Before I explain the cycle, let me issue a disclaimer. As I explained last week, it’s easy to look back at the past, find some arbitrary pattern and declare it a cycle. Real life in real time is often a very different matter. Nevertheless, cycles can help frame where we are in the grand scheme of things.
Eight-year cycle in the British pound
My observation is that every eight years, the pound seems to crash. We start in 1976, the year we needed a loan from the International Monetary Fund. At one stage, inflation reached 24%. The Labour government borrowed $3.9bn, at the time the largest loan ever requested. From high to low, sterling lost around 40%, reaching $1.60. But it recovered. By the early 1980s sterling was back above $2.40.
Then came the next bear phase, in which the pound would drop by more than 55% and reach a record low against the dollar: $1.04. This was the era of the Falklands War and then the miners’ strike. The low came shortly after 1984 became 1985.
On the other side of the trade, the US dollar was showing extraordinary strength – so much so that France, Germany, Japan, the US and the UK eventually colluded to depreciate it.
This was the Plaza Accord of 1985. Again sterling would recover – this time to $2. Eight years on, in 1992, sterling hit another significant low. This was Black Wednesday, when the Bank of England took the UK out of the European Exchange Rate Mechanism (ERM). It fell from $2 to $1.40 – a 30% loss. The killing that George Soros made selling the pound sealed his reputation.
Eight years later, around 2000, as the dotcom bubble collapsed, the pound lost a fifth of its value. (What did I say about the pound being geared to finance?) But again it rebounded. By 2007 it was above $2.10. Can you imagine? The pound above two dollars only 16 years ago.
Then we got the financial crisis of 2008 and, yes, the pound lost 35%, hitting a low of $1.36. The next low came in 2016 with the infamous Flash Crash, shortly after Theresa May’s speech at the Conservative Party Conference. Having been above $1.70 at one point earlier in this cycle, it hit a low of $1.14. The overall drop from high to low was 35%.
The subsequent bull market was probably the limpest in living memory. The 2016 low was retested in the Covid panic of 2020, but then we had a good rally to $1.42 by mid-2021. After that, with so much political upheaval, the pound turned down. When the Bank of England broadcast that it would be selling the UK gilts it had printed the money to buy during quantitative easing (QE), and chancellor Kwasi Kwarteng then gave us his low-tax budget, panic gripped the markets and the pound hit an intraday low of a $1.04 (the same low it hit in 1985). Since then we have had quite some rally.
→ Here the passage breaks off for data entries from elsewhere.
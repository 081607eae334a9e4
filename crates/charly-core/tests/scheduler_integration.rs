//! Scheduler ordering, timers, tickers, fibers and worker threads
//!
//! The host functions here mirror the shape of the real standard library:
//! everything is registered as a global CFunction and all cross-call state
//! travels through the globals object.

use charly_bytecode::Assembler;
use charly_core::scheduler::WorkerValue;
use charly_core::symbol::symbol_hash;
use charly_core::value::Value;
use charly_core::vm::HostCallable;
use charly_core::{Machine, VmError, VmResult};
use std::time::Duration;

fn record(machine: &mut Machine, _receiver: Value, args: &[Value]) -> VmResult<Value> {
    let log = machine.global("log").expect("log array installed");
    let value = args.first().copied().unwrap_or_default();
    machine
        .heap_mut()
        .array_mut(log.as_cell())?
        .data
        .push(value);
    Ok(Value::null())
}

fn set_timer(machine: &mut Machine, _receiver: Value, args: &[Value]) -> VmResult<Value> {
    let delay = Duration::from_millis(args[0].to_int().max(0) as u64);
    let func = args[1];
    let id = machine.register_timer(delay, func, &args[2..]);
    Ok(Value::number(id as i64))
}

fn set_ticker(machine: &mut Machine, _receiver: Value, args: &[Value]) -> VmResult<Value> {
    let period = Duration::from_millis(args[0].to_int().max(0) as u64);
    let func = args[1];
    let id = machine.register_ticker(period, func, &args[2..]);
    Ok(Value::number(id as i64))
}

fn stop_ticker(machine: &mut Machine, _receiver: Value, args: &[Value]) -> VmResult<Value> {
    machine.clear_ticker(args[0].to_int().max(0) as u64);
    Ok(Value::null())
}

fn tick(machine: &mut Machine, _receiver: Value, _args: &[Value]) -> VmResult<Value> {
    let count = machine.global("ticks").unwrap_or_default().to_int() + 1;
    machine.set_global("ticks", Value::number(count))?;
    if count >= 3 {
        let id = machine.global("ticker_id").unwrap_or_default().to_int();
        machine.clear_ticker(id.max(0) as u64);
    }
    Ok(Value::null())
}

fn pause(machine: &mut Machine, _receiver: Value, _args: &[Value]) -> VmResult<Value> {
    let id = machine.suspend_fiber();
    machine.set_global("fiber_id", Value::number(id as i64))?;
    Ok(Value::null())
}

fn wake(machine: &mut Machine, _receiver: Value, _args: &[Value]) -> VmResult<Value> {
    let id = machine.global("fiber_id").expect("fiber parked").to_int();
    let argument = machine.create_str("resumed")?;
    machine.resume_fiber(id.max(0) as u64, argument);
    Ok(Value::null())
}

fn slow_answer(_args: &[WorkerValue]) -> Result<WorkerValue, String> {
    std::thread::sleep(Duration::from_millis(10));
    Ok(WorkerValue::Int(42))
}

fn failing_worker(_args: &[WorkerValue]) -> Result<WorkerValue, String> {
    Err("worker exploded".to_string())
}

fn spawn_worker(machine: &mut Machine, _receiver: Value, args: &[Value]) -> VmResult<Value> {
    let id = machine.start_worker_thread(args[0], &args[2..], args[1])?;
    Ok(Value::number(id as i64))
}

fn setup(machine: &mut Machine) {
    let log = machine.create_array(vec![]).unwrap();
    machine.set_global("log", log).unwrap();

    let installs: [(&str, u32, HostCallable); 7] = [
        ("record", 1, HostCallable::Main(record)),
        ("set_timer", 2, HostCallable::Main(set_timer)),
        ("set_ticker", 2, HostCallable::Main(set_ticker)),
        ("stop_ticker", 1, HostCallable::Main(stop_ticker)),
        ("tick", 0, HostCallable::Main(tick)),
        ("wake", 0, HostCallable::Main(wake)),
        ("spawn_worker", 2, HostCallable::Main(spawn_worker)),
    ];
    for (name, argc, callable) in installs {
        let func = machine.create_cfunction(name, argc, callable).unwrap();
        machine.set_global(name, func).unwrap();
    }

    // pause never pushes a call-time result; the resume argument becomes
    // the call's value instead
    let pause_fn = machine
        .create_cfunction("pause", 0, HostCallable::Main(pause))
        .unwrap();
    machine
        .heap_mut()
        .cfunction_mut(pause_fn.as_cell())
        .unwrap()
        .push_return = false;
    machine.set_global("pause", pause_fn).unwrap();

    let slow = machine
        .create_cfunction("slow_answer", 0, HostCallable::Blocking(slow_answer))
        .unwrap();
    machine.set_global("slow_answer", slow).unwrap();

    let failing = machine
        .create_cfunction("failing_worker", 0, HostCallable::Blocking(failing_worker))
        .unwrap();
    machine.set_global("failing_worker", failing).unwrap();
}

fn log_entries(machine: &Machine) -> Vec<Value> {
    let log = machine.global("log").expect("log array installed");
    machine.heap().array(log.as_cell()).unwrap().data.to_vec()
}

#[test]
fn zero_delay_timer_fires_after_the_synchronous_task() {
    // setTimer(0, record("B")); record("A")  =>  log == [A, B]
    let mut machine = Machine::default();
    setup(&mut machine);

    let mut asm = Assembler::new();
    asm.read_global(symbol_hash("set_timer"));
    asm.put_int(0);
    asm.read_global(symbol_hash("record"));
    asm.put_string("B");
    asm.call(3);
    asm.pop();
    asm.read_global(symbol_hash("record"));
    asm.put_string("A");
    asm.call(1);
    asm.pop();
    asm.halt();
    let block = asm.assemble().unwrap();

    machine.start_runtime(block, 0).unwrap();

    let log = log_entries(&machine);
    assert_eq!(log.len(), 2);
    assert_eq!(machine.string_bytes(&log[0]).unwrap(), b"A");
    assert_eq!(machine.string_bytes(&log[1]).unwrap(), b"B");
}

#[test]
fn timers_fire_in_deadline_order() {
    let mut machine = Machine::default();
    setup(&mut machine);

    let mut asm = Assembler::new();
    // Registered out of order; deadlines sort them
    asm.read_global(symbol_hash("set_timer"));
    asm.put_int(20);
    asm.read_global(symbol_hash("record"));
    asm.put_string("late");
    asm.call(3);
    asm.pop();
    asm.read_global(symbol_hash("set_timer"));
    asm.put_int(1);
    asm.read_global(symbol_hash("record"));
    asm.put_string("early");
    asm.call(3);
    asm.pop();
    asm.halt();
    let block = asm.assemble().unwrap();

    machine.start_runtime(block, 0).unwrap();

    let log = log_entries(&machine);
    assert_eq!(machine.string_bytes(&log[0]).unwrap(), b"early");
    assert_eq!(machine.string_bytes(&log[1]).unwrap(), b"late");
}

#[test]
fn cleared_timers_never_fire() {
    let mut machine = Machine::default();
    setup(&mut machine);

    let mut asm = Assembler::new();
    asm.read_global(symbol_hash("set_timer"));
    asm.put_int(5);
    asm.read_global(symbol_hash("record"));
    asm.put_string("never");
    asm.call(3);
    asm.halt();
    let block = asm.assemble().unwrap();

    // Cancel through the machine facade before the scheduler runs
    let id = machine.execute(block, 0).unwrap().to_int();
    machine.clear_timer(id.max(0) as u64);
    machine.run_scheduler().unwrap();

    assert!(log_entries(&machine).is_empty());
}

#[test]
fn tickers_repeat_until_cleared() {
    let mut machine = Machine::default();
    setup(&mut machine);
    machine.set_global("ticks", Value::integer(0)).unwrap();

    let mut asm = Assembler::new();
    asm.read_global(symbol_hash("set_ticker"));
    asm.put_int(1);
    asm.read_global(symbol_hash("tick"));
    asm.call(2);
    asm.set_global(symbol_hash("ticker_id"));
    asm.halt();
    let block = asm.assemble().unwrap();

    machine.start_runtime(block, 0).unwrap();

    assert_eq!(
        machine.global("ticks").unwrap_or_default(),
        Value::integer(3),
        "the ticker fires until its third tick clears it"
    );
}

#[test]
fn suspended_fiber_resumes_with_the_argument() {
    // setTimer(0, wake); x = pause(); record(x)
    let mut machine = Machine::default();
    setup(&mut machine);

    let mut asm = Assembler::new();
    asm.read_global(symbol_hash("set_timer"));
    asm.put_int(0);
    asm.read_global(symbol_hash("wake"));
    asm.call(2);
    asm.pop();
    asm.read_global(symbol_hash("pause"));
    asm.call(0);
    // The resume argument is now on top; call record with it
    asm.read_global(symbol_hash("record"));
    asm.swap();
    asm.call(1);
    asm.pop();
    asm.halt();
    let block = asm.assemble().unwrap();

    machine.start_runtime(block, 0).unwrap();

    let log = log_entries(&machine);
    assert_eq!(log.len(), 1);
    assert_eq!(machine.string_bytes(&log[0]).unwrap(), b"resumed");
    assert_eq!(machine.scheduler().paused_fibers(), 0);
}

#[test]
fn worker_thread_completion_runs_the_callback() {
    // Spawning the blocking call must not stop the main task from
    // finishing first; the callback observes 42 afterwards
    let mut machine = Machine::default();
    setup(&mut machine);

    let mut asm = Assembler::new();
    asm.read_global(symbol_hash("spawn_worker"));
    asm.read_global(symbol_hash("slow_answer"));
    asm.read_global(symbol_hash("record"));
    asm.call(2);
    asm.pop();
    asm.read_global(symbol_hash("record"));
    asm.put_string("main done");
    asm.call(1);
    asm.pop();
    asm.halt();
    let block = asm.assemble().unwrap();

    machine.start_runtime(block, 0).unwrap();

    let log = log_entries(&machine);
    assert_eq!(log.len(), 2);
    assert_eq!(machine.string_bytes(&log[0]).unwrap(), b"main done");
    assert_eq!(log[1], Value::integer(42));
    assert_eq!(machine.scheduler().active_workers(), 0);
}

#[test]
fn failing_worker_delivers_an_error_value() {
    let mut machine = Machine::default();
    setup(&mut machine);

    let mut asm = Assembler::new();
    asm.read_global(symbol_hash("spawn_worker"));
    asm.read_global(symbol_hash("failing_worker"));
    asm.read_global(symbol_hash("record"));
    asm.call(2);
    asm.pop();
    asm.halt();
    let block = asm.assemble().unwrap();

    machine.start_runtime(block, 0).unwrap();

    let log = log_entries(&machine);
    assert_eq!(log.len(), 1);
    // The callback received an error object carrying the thrown message
    let message = machine
        .resolve_member(log[0], Value::symbol(symbol_hash("message")))
        .expect("error object has a message");
    assert_eq!(machine.string_bytes(&message).unwrap(), b"worker exploded");
}

#[test]
fn worker_only_cfunctions_cannot_run_on_the_main_thread() {
    let mut machine = Machine::default();
    setup(&mut machine);

    let mut asm = Assembler::new();
    asm.read_global(symbol_hash("slow_answer"));
    asm.call(0);
    asm.halt();
    let block = asm.assemble().unwrap();

    let result = machine.execute(block, 0);
    assert!(matches!(result, Err(VmError::ThreadPolicy(_))));
}

#[test]
fn main_only_cfunctions_cannot_be_offloaded() {
    let mut machine = Machine::default();
    setup(&mut machine);

    let record_fn = machine.global("record").unwrap();
    let result = machine.start_worker_thread(record_fn, &[], Value::null());
    assert!(matches!(result, Err(VmError::ThreadPolicy(_))));
}

#[test]
fn mutable_arguments_are_rejected_at_the_worker_boundary() {
    let mut machine = Machine::default();
    setup(&mut machine);

    let slow = machine.global("slow_answer").unwrap();
    let object = machine.create_object(Value::null()).unwrap();
    let result = machine.start_worker_thread(slow, &[object], Value::null());
    assert!(matches!(result, Err(VmError::Exception(_))));
}

#[test]
fn callback_tasks_run_in_enqueue_order() {
    let mut machine = Machine::default();
    setup(&mut machine);

    let record_fn = machine.global("record").unwrap();
    for i in 0..5 {
        machine.enqueue_callback(record_fn, &[Value::integer(i)]);
    }
    machine.run_scheduler().unwrap();

    let log = log_entries(&machine);
    let observed: Vec<i64> = log.iter().map(|v| v.as_integer()).collect();
    assert_eq!(observed, vec![0, 1, 2, 3, 4]);
}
What’s next for the British pound?
Did the eight-year cycle low come early? Was that it in 2022, or can we expect it some time in 2024? When I first wrote about Frisby’s Flux in 2017, I suggested that we should be looking for a high some time in 2022-2023, as an opportunity to go short. That is why I got that notification in my calendar. This current rally might be providing us with just one such opportunity. The question is: how long will it go on?
On a long-term basis, the pound at $1.28 is not exactly hugely overvalued. The Economist’s Big Mac Index gauges whether currencies are overvalued or undervalued by calculating what exchange rates would be if the price of a Big Mac were the same everywhere – if purchasing power were equal everywhere, in other words. The Big Mac gauge suggests we are not far off fair value. As I say, cycles are easy to identify in the rear-view mirror. They are much harder to trade in real time.
Perhaps the trigger will be yet more dysfunctional politics. Perhaps the Bank of England will fall even further behind the inflation curve and rates will spike, triggering some kind of crisis such as we saw in the lead up to 1992. Maybe equities more generally turn bearish. We can only guess what the trigger might be. But Frisby’s Flux, whatever it is worth, and that might be very little, is suggesting there might soon be an opportunity to go short the pound, looking for an eventual low in 2024.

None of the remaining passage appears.